- Born: Deborah Schaeffer
- Partner(s): Mick Cain (2001–present; 1 child)

= Schae Harrison =

American actress

Schae Harrison (born Deborah Schaeffer) is an American actress. She played Darla Einstein-Forrester on the American daytime soap opera The Bold and the Beautiful from 1989–2006. She reprised the role briefly in 2007, 2014, and 2015.

==Career==
Harrison was studying acting at The Actors Workshop under R. J. Adams when she was discovered during a workshop showcase by CBS Casting Director Christy Dooley from The Bold and the Beautiful. The part of Darla Einstein-Forrester became Harrison's most notable role which she played for 17 years from 1989–2006. She was a contract cast member from 1989 to 1996 and between 2003 and 2006. She returned for two episodes in July 2007. Harrison has since made periodic appearances on a recurring capacity in March, April and November 2014 and in June and July 2015.

Harrison has also appeared in several feature films including Twice in a Lifetime, with Gene Hackman and Ann-Margret as well as starring as Zachery Ty Bryan's mother in the Disney feature Magic Island. In addition, she has appeared on Night Court, General Hospital, Who's the Boss?, Star Trek: The Next Generation, Freddy's Nightmares and Throb.
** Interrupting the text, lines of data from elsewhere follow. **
//! # Snapshot Polling Ingestor
//!
//! Fetches every aggregate the dashboard shows in one concurrent batch and
//! assembles them into a [`Snapshot`].
//!
//! ## Key Design Principles:
//! - **All-or-nothing**: the thirteen requests are joined through
//!   [`join_all_or_fail`]. The first transport failure, non-2xx status or
//!   undecodable body fails the batch, and no partial snapshot is produced.
//! - **No scheduling here**: the fetcher performs one poll per call. Timing
//!   lives in the scheduler and the controller decides what to do with the
//!   outcome.

use std::future::Future;

use futures_util::future::try_join_all;
use serde::de::DeserializeOwned;
use serde_json::Value;

use crate::dashboard::filters::FilterPredicate;
use crate::dashboard::model::Snapshot;
use crate::dashboard::query::{ParameterSet, QueryBuilder, QueryScope};
use crate::error::{DashboardError, DashboardResult};
use crate::retrieve::api::DashboardApi;

/// Number of recent events requested when no other limit is configured.
pub const DEFAULT_EVENTS_LIMIT: u32 = 80;

/// The aggregate endpoints polled on every refresh.
#[derive(Debug, Clone, Copy, PartialEq, Eq, Hash)]
pub enum Endpoint {
    Stats,
    Events,
    Alerts,
    Severity,
    EventTypes,
    TopSources,
    Geo,
    Timeline,
    FailedLogins,
    Protocols,
    Ports,
    Mitre,
    ThreatIntel,
}

impl Endpoint {
    /// Every polled endpoint, in request order.
    pub const ALL: [Endpoint; 13] = [
        Endpoint::Stats,
        Endpoint::Events,
        Endpoint::Alerts,
        Endpoint::Severity,
        Endpoint::EventTypes,
        Endpoint::TopSources,
        Endpoint::Geo,
        Endpoint::Timeline,
        Endpoint::FailedLogins,
        Endpoint::Protocols,
        Endpoint::Ports,
        Endpoint::Mitre,
        Endpoint::ThreatIntel,
    ];

    /// Path relative to the API base.
    pub fn path(&self) -> &'static str {
        match self {
            Endpoint::Stats => "api/stats",
            Endpoint::Events => "api/events",
            Endpoint::Alerts => "api/alerts",
            Endpoint::Severity => "api/severity",
            Endpoint::EventTypes => "api/event-types",
            Endpoint::TopSources => "api/top-sources",
            Endpoint::Geo => "api/geo",
            Endpoint::Timeline => "api/timeline",
            Endpoint::FailedLogins => "api/failed-logins",
            Endpoint::Protocols => "api/protocols",
            Endpoint::Ports => "api/ports",
            Endpoint::Mitre => "api/mitre",
            Endpoint::ThreatIntel => "api/threat-intel",
        }
    }

    /// Only the event feed honours the severity, type and source filters.
    pub fn scope(&self) -> QueryScope {
        match self {
            Endpoint::Events => QueryScope::Filtered,
            _ => QueryScope::Unfiltered,
        }
    }
}

/// Awaits every future concurrently and fails as soon as one of them fails.
///
/// On success the outputs come back in input order. On failure the remaining
/// futures are dropped and only the first error is reported.
pub async fn join_all_or_fail<I, F, T>(futures: I) -> DashboardResult<Vec<T>>
where
    I: IntoIterator<Item = F>,
    F: Future<Output = DashboardResult<T>>,
{
    try_join_all(futures).await
}

/// Issues one full poll against a [`DashboardApi`].
#[derive(Debug, Clone)]
pub struct SnapshotFetcher<A> {
    api: A,
    query: QueryBuilder,
    events_limit: u32,
}

impl<A: DashboardApi> SnapshotFetcher<A> {
    pub fn new(api: A, query: QueryBuilder) -> Self {
        Self {
            api,
            query,
            events_limit: DEFAULT_EVENTS_LIMIT,
        }
    }

    pub fn with_events_limit(mut self, limit: u32) -> Self {
        self.events_limit = limit;
        self
    }

    pub fn api(&self) -> &A {
        &self.api
    }

    /// Query parameters sent to `endpoint` for `predicate`.
    pub fn params_for(&self, endpoint: Endpoint, predicate: &FilterPredicate) -> ParameterSet {
        let mut params = self.query.build(endpoint.scope(), Some(predicate));
        if endpoint == Endpoint::Events {
            params.set("limit", self.events_limit.to_string());
        }
        params
    }

    /// Fetches all thirteen aggregates for `predicate`.
    ///
    /// # Errors
    /// The first failing request's error, or `MalformedResponse` when a body
    /// does not decode into its aggregate.
    pub async fn fetch_all(&self, predicate: &FilterPredicate) -> DashboardResult<Snapshot> {
        let requests = Endpoint::ALL.iter().map(|&endpoint| {
            let params = self.params_for(endpoint, predicate);
            async move {
                let body = self.api.get_json(endpoint.path(), &params).await?;
                Ok::<_, DashboardError>((endpoint, body))
            }
        });

        let bodies = join_all_or_fail(requests).await?;

        let mut snapshot = Snapshot::default();
        for (endpoint, body) in bodies {
            assign(&mut snapshot, endpoint, body)?;
        }
        log::debug!(
            "Snapshot fetched: {} events, {} alerts, {} geo points",
            snapshot.recent_events.len(),
            snapshot.alerts.len(),
            snapshot.geo_points.len()
        );
        Ok(snapshot)
    }
}

fn decode<T: DeserializeOwned>(endpoint: Endpoint, body: Value) -> DashboardResult<T> {
    serde_json::from_value(body).map_err(|e| DashboardError::MalformedResponse {
        endpoint: endpoint.path().to_string(),
        source: e,
    })
}

fn assign(snapshot: &mut Snapshot, endpoint: Endpoint, body: Value) -> DashboardResult<()> {
    match endpoint {
        Endpoint::Stats => snapshot.stats = decode(endpoint, body)?,
        Endpoint::Events => snapshot.recent_events = decode(endpoint, body)?,
        Endpoint::Alerts => snapshot.alerts = decode(endpoint, body)?,
        Endpoint::Severity => snapshot.severity_counts = decode(endpoint, body)?,
        Endpoint::EventTypes => snapshot.event_type_counts = decode(endpoint, body)?,
        Endpoint::TopSources => snapshot.top_sources = decode(endpoint, body)?,
        Endpoint::Geo => snapshot.geo_points = decode(endpoint, body)?,
        Endpoint::Timeline => snapshot.timeline = decode(endpoint, body)?,
        Endpoint::FailedLogins => snapshot.failed_logins = decode(endpoint, body)?,
        Endpoint::Protocols => snapshot.protocol_counts = decode(endpoint, body)?,
        Endpoint::Ports => snapshot.port_counts = decode(endpoint, body)?,
        Endpoint::Mitre => snapshot.mitre_hits = decode(endpoint, body)?,
        Endpoint::ThreatIntel => snapshot.intel_matches = decode(endpoint, body)?,
    }
    Ok(())
}

#[cfg(test)]
mod tests {
    use super::*;
    use crate::dashboard::model::Severity;

    fn predicate() -> FilterPredicate {
        FilterPredicate {
            since: "1h".into(),
            until: String::new(),
            severity: Some(Severity::High),
            event_type: "brute_force".into(),
            source_ip: String::new(),
        }
    }

    struct NoApi;

    impl DashboardApi for NoApi {
        async fn get_json(&self, path: &str, _params: &ParameterSet) -> DashboardResult<Value> {
            Err(DashboardError::Transport {
                endpoint: path.to_string(),
                message: "offline".into(),
            })
        }

        async fn post(&self, path: &str, _params: &ParameterSet, _body: Option<Value>) -> DashboardResult<()> {
            Err(DashboardError::Transport {
                endpoint: path.to_string(),
                message: "offline".into(),
            })
        }
    }

    #[test]
    fn test_only_events_are_filtered() {
        let fetcher = SnapshotFetcher::new(NoApi, QueryBuilder::new("tok"));
        let events = fetcher.params_for(Endpoint::Events, &predicate());
        assert_eq!(events.keys(), vec!["token", "since", "severity", "event_type", "limit"]);
        assert_eq!(events.get("limit"), Some("80"));

        let geo = fetcher.params_for(Endpoint::Geo, &predicate());
        assert_eq!(geo.keys(), vec!["token", "since"]);
    }

    #[test]
    fn test_endpoint_paths_are_distinct() {
        let mut paths: Vec<&str> = Endpoint::ALL.iter().map(|e| e.path()).collect();
        paths.sort_unstable();
        paths.dedup();
        assert_eq!(paths.len(), 13);
    }

    #[tokio::test]
    async fn test_join_all_or_fail_keeps_order() {
        let futures = (1..=3).map(|n| async move { Ok::<_, DashboardError>(n * 10) });
        assert_eq!(join_all_or_fail(futures).await.unwrap(), vec![10, 20, 30]);
    }

    #[tokio::test]
    async fn test_join_all_or_fail_reports_failure() {
        let futures = (1..=3).map(|n| async move {
            if n == 2 {
                Err(DashboardError::InvalidSettings("boom".into()))
            } else {
                Ok(n)
            }
        });
        assert!(matches!(
            join_all_or_fail(futures).await,
            Err(DashboardError::InvalidSettings(_))
        ));
    }

    #[test]
    fn test_bad_payload_names_endpoint() {
        let mut snap = Snapshot::default();
        let err = assign(&mut snap, Endpoint::Alerts, serde_json::json!({"not": "a list"})).unwrap_err();
        assert_eq!(err.endpoint(), Some("api/alerts"));
        assert!(matches!(err, DashboardError::MalformedResponse { .. }));
    }

    #[tokio::test]
    async fn test_offline_api_fails_batch() {
        let fetcher = SnapshotFetcher::new(NoApi, QueryBuilder::new("tok"));
        assert!(fetcher.fetch_all(&predicate()).await.unwrap_err().is_transport());
    }
}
Harrison has also appeared in the Circus of the Stars telecast, performing the high-wire act. She performed songs on The Bold and the Beautiful Christmas Album.

==Personal life==
Harrison is engaged to former B&B co-star Mick Cain. The two have a son, Haven Jude Cain, born in December 2003; Haven played her character's daughter on The Bold and the Beautiful for a brief period. The family currently resides in Southern California. In February 2019, Cathy Tomas, B&B Fan Club director, said that Harrison was diagnosed with chronic fibromyalgia and chronic fatigue syndrome, preventing her from working.